米中「2大排出国」が批准したパリ協定
「気候変動をめぐり、(海面上昇や台風の増大など)不確実な要素を議論する時期は過ぎ去った。主題は『温暖化する地球』となり、ここからは“パリ前”と“パリ後”の2つの時代に明確に区分けされることになった」。『石油の世紀』などの著書で知られるエネルギー問題の権威ダニエル・ヤーギンはこう語っている。
パリ協定は気候変動枠組条約に加盟する全196カ国が参加した史上初の枠組みであり、そのうち191カ国が実際に批准している(2021年3月時点)。何よりも大きかったのは、地球上のCO2総排出量の約4割を占める米国、中国という「2大排出国」が批准したことだ。というのも、それまでは、米国を中心とする先進国と、中国が代表する新興国の利害が一致せず、合意できない状態が続いていたからだ。特に、2009年のCOP15(コペンハーゲン)にいたっては、「中学校の生徒会以来で最悪の国際会議だった」と、ヒラリー・クリントン米国務長官(当時)が漏らすほど壊滅的な状況だった。

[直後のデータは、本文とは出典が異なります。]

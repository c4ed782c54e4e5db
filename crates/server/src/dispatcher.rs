//! The dispatcher: accept loop and per-connection message handling.
//!
//! Single-threaded and cooperative. The only blocking point is one
//! `poll(2)` over the listen socket, every connected front-end, and the
//! signal self-pipe; every handler runs to completion between wakes.
//! Within one connection messages are processed strictly in arrival order,
//! and a multi-phase operation like attach is written back as one
//! uninterruptible sequence.

use std::io::Write;
use std::os::fd::{AsFd, AsRawFd};
use std::os::unix::net::{UnixListener, UnixStream};
use std::path::Path;

use nix::poll::{poll, PollFd, PollFlags, PollTimeout};
use nix::sys::signal::{signal, SigHandler, Signal};
use tracing::{debug, info, warn};

use muxkit_protocol::{
    paths, read_frame, send_fd, write_message, write_raw_u32, write_text_reply, Frame, MsgType,
    SignalWakeup, WindowSize, LISTEN_BACKLOG, MAX_CLIENTS, PROTOCOL_VERSION,
};

use crate::error::ServerError;
use crate::session::Session;
use crate::spawn;

/// What to do with a connection after handling one message.
#[derive(PartialEq)]
enum Disposition {
    Keep,
    Close,
}

enum Token {
    Signal,
    Listener,
    Conn(usize),
}

pub struct Dispatcher {
    listener: UnixListener,
    wakeup: SignalWakeup,
    clients: Vec<Option<UnixStream>>,
    sessions: Vec<Session>,
}

/// Binds the per-user socket and runs the dispatcher until the process is
/// killed. The caller has already daemonized; this detaches from any
/// controlling terminal and never returns on the success path.
pub fn run() -> Result<(), ServerError> {
    let dir = paths::ensure_runtime_dir()?;
    let socket = paths::socket_path();
    info!(dir = %dir.display(), "server starting");

    // A front-end vanishing mid-write must surface as EPIPE, not kill the
    // whole server.
    unsafe {
        let _ = signal(Signal::SIGPIPE, SigHandler::SigIgn);
    }
    let _ = nix::unistd::setsid();

    let mut dispatcher = Dispatcher::bind(&socket)?;
    dispatcher.run_loop()
}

では、パリ協定が決定づけたこととは何だったのか。環境省の資料と、原文のニュアンスが微妙に異なるため、原文の訳を載せたい。
パリ協定の目標は、地球温暖化を産業革命前と比較して2℃よりも遥かに低い、できれば1.5℃までに抑えることです。この長期的な温度目標を達成するために、各国は温室効果ガスの排出量をできるだけ早く世界的にピークに到達させ、今世紀半ばまでにカーボンニュートラルの世界を実現することを目指します。
(※環境省の資料では、mid-centuryが「今世紀後半」、carbon neutralが「温室効果ガスの人為的な排出と吸収のバランスを達成」と訳されているなど、原文より弱めの表現になっている)
ここにきて、「今世紀半ばのカーボンニュートラル」が、世界の方向性として明確に示されたのである。